Be mindful about expectations
Christmas and Christmas traditions, for those celebrating it, can be fraught with high emotions and expectations. After the year that many of us have had particularly where we have had to be physically distant from loved ones and with heightened anxieties, many people might be putting a lot of pressure on themselves to have the 'perfect Christmas'. This is normal and understandable. However, it is important to not get too caught up in the romanticised notion of happy families. We are bombarded with these types of images in TV, film and social media. But remember, we don't live in a Hallmark Christmas movie filled with 'Happily Ever Afters', and the reality is that most of our family dynamics are much more complex. You are more likely to have an enjoyable time if you accept 'what is' rather than 'how you want it to be', and not push too hard to have the 'perfect time'. As a couple it would be helpful if you discuss your expectations prior to visiting family and friends. This is helpful not only for sharing your inner worlds, but also for being mindful and explicit in your expectations.

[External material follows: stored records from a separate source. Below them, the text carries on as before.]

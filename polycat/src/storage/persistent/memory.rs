// Copyright (c) 2024-2025 DeepGraph Inc.
// SPDX-License-Identifier: Apache-2.0
//
//! In-memory storage driver implementation
//!
//! Backs the catalog when the configured location is not writable or when an
//! ephemeral catalog is requested explicitly. Trees are ordered so iteration
//! matches the sled driver.

use super::traits::{BatchEntry, StorageDriver, StorageTree, TreeIter, TreeStatistics};
use super::types::{StorageResult, StorageType};
use parking_lot::RwLock;
use std::collections::{BTreeMap, HashMap};
use std::path::Path;
use std::sync::Arc;

type TreeData = Arc<RwLock<BTreeMap<Vec<u8>, Vec<u8>>>>;

/// In-memory storage driver
pub struct MemoryStorageDriver {
    trees: Arc<RwLock<HashMap<String, TreeData>>>,
}

/// In-memory tree implementation
pub struct MemoryTree {
    data: TreeData,
}

impl MemoryStorageDriver {
    /// Create a new memory storage driver
    pub fn new() -> Self {
        Self {
            trees: Arc::new(RwLock::new(HashMap::new())),
        }
    }
}

impl Default for MemoryStorageDriver {
    fn default() -> Self {
        Self::new()
    }
}

impl StorageTree for MemoryTree {
    fn insert(&self, key: &[u8], value: &[u8]) -> StorageResult<()> {
        self.data.write().insert(key.to_vec(), value.to_vec());
        Ok(())
    }

    fn get(&self, key: &[u8]) -> StorageResult<Option<Vec<u8>>> {
        Ok(self.data.read().get(key).cloned())
    }

    fn remove(&self, key: &[u8]) -> StorageResult<()> {
        self.data.write().remove(key);
        Ok(())
    }

    fn contains_key(&self, key: &[u8]) -> StorageResult<bool> {
        Ok(self.data.read().contains_key(key))
    }

    fn clear(&self) -> StorageResult<()> {
        self.data.write().clear();
        Ok(())
    }

    fn is_empty(&self) -> StorageResult<bool> {
        Ok(self.data.read().is_empty())
    }

    fn len(&self) -> StorageResult<usize> {
        Ok(self.data.read().len())
    }

    fn iter(&self) -> StorageResult<TreeIter<'_>> {
        let data = self.data.read();
        let items: Vec<_> = data
            .iter()
            .map(|(k, v)| Ok((k.clone(), v.clone())))
            .collect();
        Ok(Box::new(items.into_iter()))
    }

    fn scan_prefix(&self, prefix: &[u8]) -> StorageResult<TreeIter<'_>> {
        let data = self.data.read();
        let items: Vec<_> = data
            .range(prefix.to_vec()..)
            .take_while(|(k, _)| k.starts_with(prefix))
            .map(|(k, v)| Ok((k.clone(), v.clone())))
            .collect();
        Ok(Box::new(items.into_iter()))
    }

    fn apply_batch(&self, entries: &[BatchEntry]) -> StorageResult<()> {
        let mut data = self.data.write();
        for (key, value) in entries {
            match value {
                Some(value) => {
                    data.insert(key.clone(), value.clone());
                }
                None => {
                    data.remove(key);
                }
            }
        }
        Ok(())
    }

    fn flush(&self) -> StorageResult<()> {
        Ok(())
    }
}

impl StorageDriver for MemoryStorageDriver {
    type Tree = Box<dyn StorageTree>;

    fn open<P: AsRef<Path>>(_path: P) -> StorageResult<Self> {
        Ok(Self::new())
    }

    fn open_tree(&self, name: &str) -> StorageResult<Self::Tree> {
        let mut trees = self.trees.write();
        let data = trees
            .entry(name.to_string())
            .or_insert_with(|| Arc::new(RwLock::new(BTreeMap::new())))
            .clone();
        Ok(Box::new(MemoryTree { data }) as Box<dyn StorageTree>)
    }

    fn list_trees(&self) -> StorageResult<Vec<String>> {
        let mut names: Vec<String> = self.trees.read().keys().cloned().collect();
        names.sort();
        Ok(names)
    }

    fn drop_tree(&self, name: &str) -> StorageResult<()> {
        self.trees.write().remove(name);
        Ok(())
    }

    fn flush(&self) -> StorageResult<()> {
        Ok(())
    }

    fn storage_type(&self) -> StorageType {
        StorageType::Memory
    }

    fn tree_stats(&self, name: &str) -> StorageResult<Option<TreeStatistics>> {
        let trees = self.trees.read();
        Ok(trees.get(name).map(|tree| {
            let data = tree.read();
            TreeStatistics {
                entry_count: data.len() as u64,
                size_bytes: data.iter().map(|(k, v)| k.len() + v.len()).sum::<usize>() as u64,
            }
        }))
    }
}
#[cfg(test)]
mod tests {
    use super::*;
    use crate::catalog::manager::DEFAULT_NAMESPACE;

    fn table_with_columns(catalog: &Catalog, name: &str) -> (u64, u64, u64) {
        let ns = catalog.get_namespace_by_name(DEFAULT_NAMESPACE).unwrap().id;
        let table = catalog
            .add_table(name, ns, "system", EntityType::Entity, true)
            .unwrap();
        let a = catalog
            .add_column("a", table, 1, ColumnType::new(PolyType::Integer), false, None)
            .unwrap();
        let b = catalog
            .add_column("b", table, 2, ColumnType::new(PolyType::Integer), true, None)
            .unwrap();
        (table, a, b)
    }

    #[test]
    fn test_get_or_add_key_is_idempotent() {
        let catalog = Catalog::in_memory().unwrap();
        let (table, a, b) = table_with_columns(&catalog, "t");
        let k1 = catalog
            .get_or_add_key(table, &[a, b], EnforcementTime::OnQuery)
            .unwrap();
        let k2 = catalog
            .get_or_add_key(table, &[a, b], EnforcementTime::OnCommit)
            .unwrap();
        assert_eq!(k1, k2);
        assert_eq!(catalog.get_table_keys(table).unwrap().len(), 1);
    }

    #[test]
    fn test_nullable_column_cannot_join_primary_key() {
        let catalog = Catalog::in_memory().unwrap();
        let (table, a, b) = table_with_columns(&catalog, "t");
        assert!(catalog.add_primary_key(table, &[a, b]).unwrap_err().is_invariant());
        catalog.add_primary_key(table, &[a]).unwrap();
        assert_eq!(catalog.open_table(), None);
        assert!(catalog.set_nullable(a, true).unwrap_err().is_invariant());
    }

    #[test]
    fn test_key_survives_until_last_reference_is_gone() {
        let catalog = Catalog::in_memory().unwrap();
        let (table, a, _) = table_with_columns(&catalog, "t");
        catalog.add_primary_key(table, &[a]).unwrap();
        let location = catalog
            .add_adapter("store1", "memory", AdapterKind::Store, Default::default())
            .unwrap();
        let index = catalog
            .add_index(table, &[a], true, "hash", "HASH", location, IndexType::Manual, "idx_a")
            .unwrap();
        let key = catalog.get_primary_key(table).unwrap().id;
        assert_eq!(catalog.get_key_unique_count(key).unwrap(), 2);

        catalog.delete_primary_key(table).unwrap();
        assert!(catalog.get_key(key).is_ok());
        catalog.delete_index(index).unwrap();
        assert!(catalog.get_key(key).unwrap_err().is_integrity());
    }

    #[test]
    fn test_duplicate_unique_constraint_is_refused() {
        let catalog = Catalog::in_memory().unwrap();
        let (table, a, _) = table_with_columns(&catalog, "t");
        catalog.add_unique_constraint(table, "u1", &[a]).unwrap();
        assert!(catalog
            .add_unique_constraint(table, "u2", &[a])
            .unwrap_err()
            .is_invariant());
        assert_eq!(catalog.get_constraint(table, "u1").unwrap().name, "u1");
        assert!(catalog.get_constraint(table, "u2").unwrap_err().is_not_found());
    }
}
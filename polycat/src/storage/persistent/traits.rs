// Copyright (c) 2024-2025 DeepGraph Inc.
// SPDX-License-Identifier: Apache-2.0
//
//! Storage driver traits
//!
//! This module defines the core traits for storage drivers and trees.
//! All storage drivers must implement these traits to provide a consistent interface.

use super::types::{StorageResult, StorageType};
use std::path::Path;

/// A single staged write: `Some(value)` inserts, `None` removes.
pub type BatchEntry = (Vec<u8>, Option<Vec<u8>>);

/// Boxed iterator over key-value pairs in key order.
pub type TreeIter<'a> = Box<dyn Iterator<Item = StorageResult<(Vec<u8>, Vec<u8>)>> + 'a>;

/// Trait for a tree in the storage driver
///
/// Represents a named, key-ordered collection of key-value pairs within a
/// storage driver. Iteration always yields keys in ascending byte order.
pub trait StorageTree: Send + Sync {
    /// Insert a key-value pair
    fn insert(&self, key: &[u8], value: &[u8]) -> StorageResult<()>;

    /// Get a value by key
    fn get(&self, key: &[u8]) -> StorageResult<Option<Vec<u8>>>;

    /// Remove a key-value pair
    fn remove(&self, key: &[u8]) -> StorageResult<()>;

    /// Check if a key exists
    fn contains_key(&self, key: &[u8]) -> StorageResult<bool>;

    /// Clear all data in the tree
    fn clear(&self) -> StorageResult<()>;

    /// Check if the tree is empty
    fn is_empty(&self) -> StorageResult<bool>;

    /// Number of entries in the tree
    fn len(&self) -> StorageResult<usize>;

    /// Iterate over all key-value pairs in key order
    fn iter(&self) -> StorageResult<TreeIter<'_>>;

    /// Scan with a key prefix, in key order
    fn scan_prefix(&self, prefix: &[u8]) -> StorageResult<TreeIter<'_>>;

    /// Apply a set of inserts and removals as one atomic batch
    fn apply_batch(&self, entries: &[BatchEntry]) -> StorageResult<()>;

    /// Flush any pending writes to disk
    fn flush(&self) -> StorageResult<()>;
}

/// Main storage driver trait
///
/// Defines the interface that all storage drivers must implement.
/// Provides methods for opening databases and managing trees.
pub trait StorageDriver: Send + Sync {
    /// Type of tree used by this driver
    type Tree: StorageTree;

    /// Open or create a storage driver at the given path
    fn open<P: AsRef<Path>>(path: P) -> StorageResult<Self>
    where
        Self: Sized;

    /// Open or create a named tree
    fn open_tree(&self, name: &str) -> StorageResult<Self::Tree>;

    /// List all available trees
    fn list_trees(&self) -> StorageResult<Vec<String>>;

    /// Drop a tree and all of its entries
    fn drop_tree(&self, name: &str) -> StorageResult<()>;

    /// Flush all pending writes to disk
    fn flush(&self) -> StorageResult<()>;

    /// Get storage type
    fn storage_type(&self) -> StorageType;

    /// Get statistics for a tree
    fn tree_stats(&self, name: &str) -> StorageResult<Option<TreeStatistics>>;

    /// Explicitly close the storage driver and release any file locks
    fn shutdown(&mut self) -> StorageResult<()> {
        self.flush()
    }
}

// Helper implementation for Box<dyn StorageTree>
// This allows us to use boxed trait objects seamlessly
impl StorageTree for Box<dyn StorageTree> {
    fn insert(&self, key: &[u8], value: &[u8]) -> StorageResult<()> {
        (**self).insert(key, value)
    }

    fn get(&self, key: &[u8]) -> StorageResult<Option<Vec<u8>>> {
        (**self).get(key)
    }

    fn remove(&self, key: &[u8]) -> StorageResult<()> {
        (**self).remove(key)
    }

    fn contains_key(&self, key: &[u8]) -> StorageResult<bool> {
        (**self).contains_key(key)
    }

    fn clear(&self) -> StorageResult<()> {
        (**self).clear()
    }

    fn is_empty(&self) -> StorageResult<bool> {
        (**self).is_empty()
    }

    fn len(&self) -> StorageResult<usize> {
        (**self).len()
    }

    fn iter(&self) -> StorageResult<TreeIter<'_>> {
        (**self).iter()
    }

    fn scan_prefix(&self, prefix: &[u8]) -> StorageResult<TreeIter<'_>> {
        (**self).scan_prefix(prefix)
    }

    fn apply_batch(&self, entries: &[BatchEntry]) -> StorageResult<()> {
        (**self).apply_batch(entries)
    }

    fn flush(&self) -> StorageResult<()> {
        (**self).flush()
    }
}

/// Tree statistics for monitoring
#[derive(Debug, Clone, Default)]
pub struct TreeStatistics {
    /// Number of entries
    pub entry_count: u64,
    /// Total size of keys and values in bytes
    pub size_bytes: u64,
}
//! Test utilities for PolyCat integration tests
//!
//! TestFixture wraps a catalog (in memory, or durable in a temporary
//! directory) with helpers for building tables and placements.

pub mod test_fixture;
// Copyright (c) 2024-2025 DeepGraph Inc.
// SPDX-License-Identifier: Apache-2.0
//
//! Persistent metadata catalog
//!
//! The catalog describes every logical schema object (namespaces, tables,
//! document collections, graphs, views, columns, keys, constraints, indexes)
//! and, separately, where the data of each object lives: which adapters hold
//! which columns and partitions. [`Catalog`] is the single entry point.

pub mod collaborators;
pub mod config;
pub mod entities;
pub mod error;
pub mod events;
pub mod ids;
pub mod manager;
pub mod pattern;
pub mod periodic;
pub mod store;

// Operations on the catalog, implemented as `impl Catalog` blocks
mod adapters;
mod defaults;
mod keys;
mod multimodel;
mod partitions;
mod placement;
mod restore;
mod schema;
mod validator;

pub use collaborators::{AdapterRegistry, PlanNode, QueryProcessor};
pub use config::{CatalogConfig, StorageMode};
pub use defaults::SAMPLE_ADAPTER;
pub use entities::*;
pub use error::{CatalogError, CatalogResult};
pub use events::{CatalogEvent, CatalogListener, Change, EventKind, ListenerId};
pub use manager::{Catalog, CatalogStatistics, DEFAULT_NAMESPACE, SYSTEM_USER};
pub use partitions::DEFAULT_PARTITION_GROUP;
pub use pattern::Pattern;
pub use periodic::PeriodicTask;
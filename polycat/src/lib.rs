// Copyright (c) 2024-2025 DeepGraph Inc.
// SPDX-License-Identifier: Apache-2.0
//
//! PolyCat - persistent metadata catalog for a polystore
//!
//! PolyCat keeps the schema of a multi-model database (relational tables,
//! document collections, property graphs, views) together with the physical
//! placement of every column and partition across heterogeneous storage
//! adapters. State lives in an embedded key-value store (Sled) or in memory.
//!
//! # Usage
//!
//! ```ignore
//! use polycat::catalog::{Catalog, CatalogConfig, EntityType};
//!
//! let catalog = Catalog::open(CatalogConfig::persistent("./polycat-data/catalog"))?;
//! let public = catalog.get_namespace_by_name("public")?;
//! let emps = catalog.add_table("emps", public.id, "admin", EntityType::Entity, true)?;
//! // ... columns and a primary key, then
//! catalog.commit()?;
//! ```

pub mod catalog;
pub mod storage;

pub use catalog::{Catalog, CatalogConfig, CatalogError, CatalogResult};

/// PolyCat version
pub const VERSION: &str = env!("CARGO_PKG_VERSION");

/// PolyCat crate name
pub const CRATE_NAME: &str = env!("CARGO_PKG_NAME");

Be intentional and flexible
Along similar lines, and in building on past Christmas celebration experiences, you might be playing out 'what if' scenarios in your head. These might be mostly along the lines of the things that you 'don't' want to happen. Many people are worried about conflict and people getting upset at the family dinner table, particularly when alcohol have lowered some inhibitions and opinions are put forward. A couple of tips around this. It is helpful to focus on intentions of what you 'do want' rather than what you 'don't want'. For example, if you want to walk away from the Christmas visit feeling that you've connected with the family and shared some good laughs, how can you facilitate that experience? As a couple you can brainstorm this together. One example might be to play some silly games (be mindful of not selecting something too competitive which can turn nasty). Keep a flexible spirit in this too, particularly if this is something new that you are introducing to your family and friends and its not part of your usual traditions. Some people might not want to participate - remember we can't change others - so its important in this to 'accept what is'.
Politics, religion etc.
Many of us are familiar with the cautionary expression of 'never discuss politics and religion at the dinner table'. This year you might want to add wars and international disputes to the list. It certainly is a topic which has divided many people and families, particularly when there are many alternate theories and experiences afloat. As a couple you might be on the same page with this or have two very different opinions, and you are likely to have already faced challenges with this throughout the year as you converse with families and friends. Again, particularly when alcohol is involved and lowering people's inhibitions around discussions, these hot topics can set off arguments. As a family, you might want to make it clear in the lead up to your gatherings, that these topics are off the table. In other families, some people thrive on these arguments and can have constructive discussions arguing the point, but not the person. Being mindful and intentional here, can be helpful. One technique that can change the tone, is to take a curious approach in learning about someone else's experience. It is often helpful to focus the conversation more on how someone has personally experienced things like lockdown, working from home etc, rather that discuss big ethereal ideas or government policies. As a couple you can discuss in the lead up to your family visits how you want to handle this and support each other to gently move conversational topics away from these danger zones.
If conflict happens what do we do?
Things often start heading south if people feel attacked and criticised. Raising a difference of opinion can be done by having a gentle start-up. That means not attacking the other person (which will only elicit defensiveness), dropping the decibel level and keeping calm. This also includes keeping it focused on how you feel ("I feel...") about something (not the person). As humans we like having allies, and people will often try to convince you of their opinion and recruit you to their side. For others its really important that they 'win' the argument. If this does not sit right with you, it is sometimes helpful to point out that you respectfully disagree, but that its OK that you have two different opinions. It can be difficult, but try to keep an open mind and remain curious about other people's perspectives. If you do notice the volume of the argument going up, it might be helpful to call a time out for everyone to cool down. Again, here you can support each other as a couple to navigate to smoother shores.
Be kind to yourself and each other
In the lead up to and after gatherings with loved ones, make sure that you are taking care of yourself and each other. This can be a very stressful time, so its important that we add some extra self-care into our planning. Feeling calm, centred and grounded will help you bring the best of yourself to your gatherings with loved ones. Remember you can't pour from an empty cup, so take care of yourself!
Wishing you a wonderful festive time with your loved ones!
Disclaimer: This post is for informational and educational purposes only. It should not be taken as counselling/therapy advice or used as a substitute for such. You should always speak to your own counsellor.